Sachs was born on 14 November 1932 at Schloss Mainberg in Schonungen, Bavaria, Germany. He was the second of two sons born to Willy Sachs, an industrialist and sole owner of automotive parts manufacturer Fichtel & Sachs, and Elinor von Opel (1908–2001), an heiress to the auto maker Opel. He had an elder brother, Ernst Wilhelm Sachs (1929–1977), who died in an avalanche.

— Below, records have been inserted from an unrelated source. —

#[cfg(test)]
mod tests
{
	use super::*;
	use crate::config::*;
	use crate::context::*;
	use crate::signal::*;
	use crate::specs::*;
	use std::cell::RefCell;
	use std::rc::Rc;

	type Log = Rc<RefCell<Vec<(String, &'static str, f64)>>>;

	fn new_sim() -> Simulation
	{
		let mut config = Config::new();
		config.log_level = LogLevel::Error;
		Simulation::new(Specs::new(0.0, 100.0, 1.0).with_seed(5), config).unwrap()
	}

	// Requests one unit, holds it for service time, and then releases it.
	struct Worker
	{
		resource: ResourceId,
		priority: Priority,
		service: f64,
		step: u32,
		log: Log,
	}

	impl Activity for Worker
	{
		fn resume(&mut self, ctx: &mut Context, _wake: Wake) -> SimResult<Suspend>
		{
			self.step += 1;
			match self.step {
				1 => Ok(Suspend::request(self.resource).priority(self.priority)),
				2 => {
					self.log.borrow_mut().push((ctx.name().to_string(), "granted", ctx.now()));
					Ok(Suspend::hold(self.service))
				},
				_ => {
					self.log.borrow_mut().push((ctx.name().to_string(), "done", ctx.now()));
					ctx.release(self.resource, 1)?;
					Ok(Suspend::Finish)
				},
			}
		}
	}

	fn worker(sim: &mut Simulation, name: &str, start: f64, resource: ResourceId, priority: Priority, service: f64, log: &Log) -> ProcessId
	{
		let activity = Worker {resource, priority, service, step: 0, log: log.clone()};
		sim.spawn_at(start, name, activity).unwrap()
	}

	fn entry(name: &str, what: &'static str, time: f64) -> (String, &'static str, f64)
	{
		(name.to_string(), what, time)
	}

	#[test]
	fn preempted_holder_is_restored_first()
	{
		let mut sim = new_sim();
		let machine = sim.new_preemptible_resource("machine", Strategy::StaticPriority, 1, 1).unwrap();
		let log = Rc::new(RefCell::new(Vec::new()));
		let changes = Rc::new(RefCell::new(Vec::new()));
		let c = changes.clone();
		sim.subscribe(machine, move |n| {
			match n.change {
				ResourceChange::Preempted(_) | ResourceChange::Restored(_) => c.borrow_mut().push((n.time, n.change.clone())),
				_ => (),
			}
		}).unwrap();

		let a = worker(&mut sim, "A", 0.0, machine, 5, 10.0, &log);
		worker(&mut sim, "B", 2.0, machine, 1, 3.0, &log);
		worker(&mut sim, "C", 3.0, machine, 3, 1.0, &log);

		sim.run_until(4.0).unwrap();
		assert!(sim.is_preempted(a).unwrap());
		assert_eq!(sim.resource(machine).unwrap().preempted, 1);

		sim.run().unwrap();
		assert!(!sim.is_preempted(a).unwrap());
		assert_eq!(*log.borrow(), vec![
			entry("A", "granted", 0.0),
			entry("B", "granted", 2.0),
			entry("B", "done", 5.0),
			entry("A", "done", 13.0),	// 8 units of the hold were left when A was preempted
			entry("C", "granted", 13.0),
			entry("C", "done", 14.0)]);
		assert_eq!(*changes.borrow(), vec![
			(2.0, ResourceChange::Preempted(a)),
			(5.0, ResourceChange::Restored(a))]);
		assert_eq!(sim.resource(machine).unwrap().available, 1);
	}

	#[test]
	fn equal_priority_does_not_preempt()
	{
		let mut sim = new_sim();
		let machine = sim.new_preemptible_resource("machine", Strategy::Fcfs, 1, 1).unwrap();
		let log = Rc::new(RefCell::new(Vec::new()));
		worker(&mut sim, "A", 0.0, machine, 2, 4.0, &log);
		worker(&mut sim, "B", 1.0, machine, 2, 4.0, &log);
		sim.run().unwrap();

		assert_eq!(*log.borrow(), vec![
			entry("A", "granted", 0.0),
			entry("A", "done", 4.0),
			entry("B", "granted", 4.0),
			entry("B", "done", 8.0)]);
	}

	#[test]
	fn most_recent_holder_is_preempted_first()
	{
		let mut sim = new_sim();
		let machines = sim.new_preemptible_resource("machines", Strategy::Fcfs, 2, 2).unwrap();
		let log = Rc::new(RefCell::new(Vec::new()));
		let a = worker(&mut sim, "A", 0.0, machines, 5, 10.0, &log);
		let b = worker(&mut sim, "B", 1.0, machines, 5, 10.0, &log);
		worker(&mut sim, "C", 2.0, machines, 0, 1.0, &log);

		sim.run_until(2.5).unwrap();
		assert!(!sim.is_preempted(a).unwrap());
		assert!(sim.is_preempted(b).unwrap());
		assert_eq!(sim.holders(machines).unwrap().len(), 2);
	}

	#[test]
	fn deferred_wakes_are_delivered_after_restoration()
	{
		let mut sim = new_sim();
		let machine = sim.new_preemptible_resource("machine", Strategy::Fcfs, 1, 1).unwrap();
		let bell = sim.new_signal("bell");
		let wakes = Rc::new(RefCell::new(Vec::new()));

		let w = wakes.clone();
		sim.spawn_fn("A", move |ctx, wake| {
			w.borrow_mut().push((ctx.now(), wake.clone()));
			match wake {
				Wake::Start => Ok(Suspend::request(machine).priority(5)),
				Wake::Granted(_) => Ok(Suspend::wait(bell)),
				_ => {
					ctx.release(machine, 1)?;
					Ok(Suspend::Finish)
				},
			}
		}).unwrap();

		let log = Rc::new(RefCell::new(Vec::new()));
		worker(&mut sim, "B", 2.0, machine, 1, 4.0, &log);
		sim.schedule(3.0, move |sim, _| {sim.trigger(bell, Payload::Int(1))?; Ok(())}).unwrap();
		sim.run().unwrap();

		assert_eq!(*wakes.borrow(), vec![
			(0.0, Wake::Start),
			(0.0, Wake::Granted(machine)),
			(6.0, Wake::Signal(Payload::Int(1)))]);
	}

	#[test]
	fn blocked_restoration_holds_back_the_wait_list()
	{
		let mut sim = new_sim();
		let machines = sim.new_preemptible_resource("machines", Strategy::Fcfs, 2, 2).unwrap();
		let log = Rc::new(RefCell::new(Vec::new()));

		let l = log.clone();
		let a = sim.spawn_fn("A", move |ctx, wake| {
			match wake {
				Wake::Start => Ok(Suspend::request(machines).amount(2).priority(5)),
				Wake::Granted(_) => Ok(Suspend::hold(10.0)),
				_ => {
					l.borrow_mut().push(entry("A", "done", ctx.now()));
					ctx.release(machines, 2)?;
					Ok(Suspend::Finish)
				},
			}
		}).unwrap();

		// B takes both units at t=1 and gives them back one at a time
		let mut step = 0;
		sim.schedule(1.0, move |sim, _| {
			sim.spawn_fn("B", move |ctx, _| {
				step += 1;
				match step {
					1 => Ok(Suspend::request(machines).amount(2).priority(1)),
					2 => Ok(Suspend::hold(4.0)),
					3 => {
						ctx.release(machines, 1)?;
						Ok(Suspend::hold(1.0))
					},
					_ => {
						ctx.release(machines, 1)?;
						Ok(Suspend::Finish)
					},
				}
			})?;
			Ok(())
		}).unwrap();
		worker(&mut sim, "C", 2.0, machines, 9, 1.0, &log);

		sim.run_until(5.5).unwrap();
		let view = sim.resource(machines).unwrap();
		assert_eq!((view.available, view.waiting, view.preempted), (1, 1, 1));	// C would fit but A comes first

		sim.run().unwrap();
		assert!(!sim.is_preempted(a).unwrap());
		assert_eq!(*log.borrow(), vec![
			entry("A", "done", 15.0),
			entry("C", "granted", 15.0),
			entry("C", "done", 16.0)]);
	}

	#[test]
	fn newer_requesters_wait_behind_preempted_holders()
	{
		let mut sim = new_sim();
		let machines = sim.new_preemptible_resource("machines", Strategy::Fcfs, 2, 2).unwrap();
		let log = Rc::new(RefCell::new(Vec::new()));

		let l = log.clone();
		let a = sim.spawn_fn("A", move |ctx, wake| {
			match wake {
				Wake::Start => Ok(Suspend::request(machines).amount(2).priority(5)),
				Wake::Granted(_) => {
					l.borrow_mut().push(entry("A", "granted", ctx.now()));
					Ok(Suspend::hold(10.0))
				},
				_ => {
					l.borrow_mut().push(entry("A", "done", ctx.now()));
					ctx.release(machines, 2)?;
					Ok(Suspend::Finish)
				},
			}
		}).unwrap();
		worker(&mut sim, "B", 1.0, machines, 1, 2.0, &log);
		worker(&mut sim, "C", 2.0, machines, 9, 1.0, &log);

		// B only needed one of A's units but C still has to wait for A
		sim.run_until(2.5).unwrap();
		let view = sim.resource(machines).unwrap();
		assert_eq!((view.available, view.waiting, view.preempted), (1, 1, 1));

		sim.run().unwrap();
		assert!(!sim.is_preempted(a).unwrap());
		assert_eq!(*log.borrow(), vec![
			entry("A", "granted", 0.0),
			entry("B", "granted", 1.0),
			entry("B", "done", 3.0),
			entry("A", "done", 12.0),
			entry("C", "granted", 12.0),
			entry("C", "done", 13.0)]);
	}

	#[test]
	fn preemption_changes_the_count_once()
	{
		let mut sim = new_sim();
		let machine = sim.new_preemptible_resource("machine", Strategy::Fcfs, 1, 1).unwrap();
		let changes = Rc::new(RefCell::new(Vec::new()));
		let c = changes.clone();
		sim.subscribe(machine, move |n| {
			if n.time == 1.0 {
				c.borrow_mut().push(n.change.clone());
			}
		}).unwrap();

		let log = Rc::new(RefCell::new(Vec::new()));
		let a = worker(&mut sim, "A", 0.0, machine, 5, 10.0, &log);
		worker(&mut sim, "B", 1.0, machine, 1, 4.0, &log);
		sim.run_until(2.0).unwrap();

		assert_eq!(*changes.borrow(), vec![
			ResourceChange::Available(0),
			ResourceChange::Holders(1),
			ResourceChange::Preempted(a)]);
	}

	#[test]
	fn held_and_available_units_add_up()
	{
		let mut sim = new_sim();
		let machines = sim.new_preemptible_resource("machines", Strategy::StaticPriority, 2, 2).unwrap();
		let counts = Rc::new(RefCell::new(Vec::new()));
		let c = counts.clone();
		sim.subscribe(machines, move |n| c.borrow_mut().push((n.change.clone(), n.available + n.held))).unwrap();

		let log = Rc::new(RefCell::new(Vec::new()));
		worker(&mut sim, "A", 0.0, machines, 5, 10.0, &log);
		worker(&mut sim, "E", 0.0, machines, 5, 10.0, &log);
		worker(&mut sim, "B", 1.0, machines, 1, 2.0, &log);
		worker(&mut sim, "C", 2.0, machines, 0, 1.0, &log);
		sim.run().unwrap();

		let counts = counts.borrow();
		let preempted = counts.iter().filter(|c| matches!(c.0, ResourceChange::Preempted(_))).count();
		let restored = counts.iter().filter(|c| matches!(c.0, ResourceChange::Restored(_))).count();
		assert_eq!((preempted, restored), (2, 2));
		for (change, total) in counts.iter() {
			assert_eq!(*total, 2, "after {:?}", change);
		}
		assert_eq!(*log.borrow(), vec![
			entry("A", "granted", 0.0),
			entry("E", "granted", 0.0),
			entry("B", "granted", 1.0),
			entry("C", "granted", 2.0),
			entry("B", "done", 3.0),
			entry("C", "done", 3.0),
			entry("A", "done", 11.0),
			entry("E", "done", 12.0)]);
	}

	#[test]
	fn cancelled_victims_are_forgotten()
	{
		let mut sim = new_sim();
		let machine = sim.new_preemptible_resource("machine", Strategy::Fcfs, 1, 1).unwrap();
		let log = Rc::new(RefCell::new(Vec::new()));
		let a = worker(&mut sim, "A", 0.0, machine, 5, 10.0, &log);
		worker(&mut sim, "B", 1.0, machine, 1, 4.0, &log);
		worker(&mut sim, "C", 3.5, machine, 9, 1.0, &log);
		sim.schedule(3.0, move |sim, _| sim.cancel(a)).unwrap();
		sim.run().unwrap();

		assert_eq!(*log.borrow(), vec![
			entry("A", "granted", 0.0),
			entry("B", "granted", 1.0),
			entry("B", "done", 5.0),
			entry("C", "granted", 5.0),
			entry("C", "done", 6.0)]);
		assert_eq!(sim.resource(machine).unwrap().preempted, 0);
	}

	#[test]
	fn only_holders_can_release()
	{
		let mut sim = new_sim();
		let machine = sim.new_preemptible_resource("machine", Strategy::Fcfs, 2, 2).unwrap();
		let log = Rc::new(RefCell::new(Vec::new()));
		worker(&mut sim, "A", 0.0, machine, 0, 10.0, &log);
		sim.spawn_fn("thief", move |ctx, wake| {
			match wake {
				Wake::Start => Ok(Suspend::hold(1.0)),
				_ => {
					ctx.release(machine, 1)?;
					Ok(Suspend::Finish)
				},
			}
		}).unwrap();

		match sim.run() {
			Err(Fault::ResourceOveruse {resource, amount, held, ..}) => {
				assert_eq!(resource, "machine");
				assert_eq!(amount, 1);
				assert_eq!(held, 0);
			},
			other => panic!("expected ResourceOveruse, not {:?}", other),
		}
	}

	#[test]
	fn requests_need_a_process()
	{
		let mut sim = new_sim();
		let machine = sim.new_preemptible_resource("machine", Strategy::Fcfs, 1, 1).unwrap();
		match sim.try_request(machine, 1, 0) {
			Err(Fault::NoCurrentProcess(operation)) => assert_eq!(operation, "request"),
			other => panic!("expected NoCurrentProcess, not {:?}", other),
		}
	}
}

His parents divorced in 1935. In 1957, Gunter's father adopted the son of his common-law wife, giving Sachs a younger half-brother, Peter Sachs (né Hirnböck; born 1950). Sachs was educated in Switzerland, at Institut auf dem Rosenberg in St.Gallen, and at Lyceum Alpinum Zuoz near St. Moritz.

==Art collector==
In 1958, before he was financially secure, Sachs moved to Paris, where he earned money playing Écarté. He spent his winnings on art; his collection eventually included works by Jean Fautrier, Andy Warhol, René Magritte, Salvador Dalí, Roy Lichtenstein, Tom Wesselmann, Mel Ramos, and Allen Jones. He also owned important pieces from the Nouveau réalisme school including Yves Klein, Jean Tinguely, Arman, and Martial Raysse. Many of these artists were involved in the 1969 design of the legendary pop-art-apartment in the tower of the Palace Hotel in St. Moritz, which quickly gained the art world's attention.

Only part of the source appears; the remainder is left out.